### YOUR ASSIGNMENT
Begin with the line containing "input.look_delta = segment.look;" and reproduce it and all later lines exactly, through the last line of the records. Add nothing else.

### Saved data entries

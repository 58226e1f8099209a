//! Scripted input for headless runs
//!
//! A scenario is a list of timed segments. Each segment holds its axes and
//! held actions for its whole duration; `press` actions fire on its first tick.

use glam::Vec2;
use momentum_game::{InputAction, InputSampler, MotionInput};
use serde::{Deserialize, Serialize};

/// One stretch of constant input
#[derive(Debug, Clone, PartialEq, Serialize, Deserialize)]
#[serde(default)]
pub struct InputSegment {
    /// Label used in logs
    pub name: String,
    /// Seconds this segment lasts
    pub duration: f32,
    pub forward: f32,
    pub strafe: f32,
    /// Actions held for the whole segment
    pub hold: Vec<InputAction>,
    /// Actions pressed on the first tick of the segment
    pub press: Vec<InputAction>,
    /// Look delta applied every tick
    pub look: Vec2,
}

impl Default for InputSegment {
    fn default() -> Self {
        Self {
            name: String::new(),
            duration: 0.0,
            forward: 0.0,
            strafe: 0.0,
            hold: Vec::new(),
            press: Vec::new(),
            look: Vec2::ZERO,
        }
    }
}

impl InputSegment {
    fn new(name: &str, duration: f32) -> Self {
        Self {
            name: name.to_string(),
            duration,
            ..Default::default()
        }
    }

    fn axes(mut self, forward: f32, strafe: f32) -> Self {
        self.forward = forward;
        self.strafe = strafe;
        self
    }

    fn hold(mut self, action: InputAction) -> Self {
        self.hold.push(action);
        self
    }

    fn press(mut self, action: InputAction) -> Self {
        self.press.push(action);
        self
    }
}

/// Scenario section of the settings file
#[derive(Debug, Clone, Serialize, Deserialize)]
#[serde(default)]
pub struct ScenarioSettings {
    /// Simulated frame length fed to the fixed-step clock
    pub frame_delta: f32,
    pub segments: Vec<InputSegment>,
}

impl Default for ScenarioSettings {
    fn default() -> Self {
        use InputAction::*;

        Self {
            frame_delta: 1.0 / 90.0,
            segments: vec![
                InputSegment::new("settle", 0.5),
                InputSegment::new("walk", 1.0).axes(1.0, 0.0),
                InputSegment::new("sprint", 1.0).axes(1.0, 0.0).hold(Sprint),
                InputSegment::new("dash", 1.0).axes(1.0, 0.0).hold(Sprint).press(Dash),
                InputSegment::new("strafe dash", 1.0).axes(0.0, 1.0).press(Dash),
                InputSegment::new("crouch", 1.0).axes(1.0, 0.0).hold(Crouch),
                InputSegment::new("jump", 0.1).axes(1.0, 0.0).hold(Jump),
                InputSegment::new("air", 0.9).axes(1.0, 0.0),
                InputSegment::new("climb", 3.0).axes(1.0, 0.0).hold(Sprint),
                InputSegment::new("stop", 1.0),
            ],
        }
    }
}

impl ScenarioSettings {
    /// Total scripted time
    pub fn duration(&self) -> f32 {
        self.segments.iter().map(|s| s.duration.max(0.0)).sum()
    }
}

/// Plays a scenario back one tick at a time
#[derive(Debug, Clone)]
pub struct ScriptedInput {
    segments: Vec<InputSegment>,
    index: usize,
    elapsed: f32,
    entered: bool,
}

impl ScriptedInput {
    pub fn new(settings: &ScenarioSettings) -> Self {
        Self {
            segments: settings.segments.clone(),
            index: 0,
            elapsed: 0.0,
            entered: false,
        }
    }

    /// Segment that the next sample will come from
    pub fn current(&self) -> Option<&InputSegment> {
        self.segments.get(self.index)
    }

    /// Index of the segment the last sample came from
    pub fn position(&self) -> usize {
        self.index
    }

    pub fn is_finished(&self) -> bool {
        self.index >= self.segments.len()
    }

    fn advance(&mut self) {
        while let Some(segment) = self.segments.get(self.index) {
            if self.elapsed < segment.duration {
                break;
            }
            self.elapsed -= segment.duration.max(0.0);
            self.index += 1;
            self.entered = false;
        }
    }
}

impl InputSampler for ScriptedInput {
    fn sample(&mut self, dt: f32) -> MotionInput {
        self.advance();
        let Some(segment) = self.segments.get(self.index) else {
            return MotionInput::new();
        };

        let mut input = MotionInput::new().with_axes(segment.forward, segment.strafe);
        for &action in &segment.hold {
            input = input.holding(action);
        }
        if !self.entered {
            for &action in &segment.press {
                input = input.pressing(action);
            }
            self.entered = true;
        }
        input.look_delta = segment.look;

        self.elapsed += dt;
        input
    }
}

### YOUR SOLUTION
        input.look_delta = segment.look;

        self.elapsed += dt;
        input
    }
}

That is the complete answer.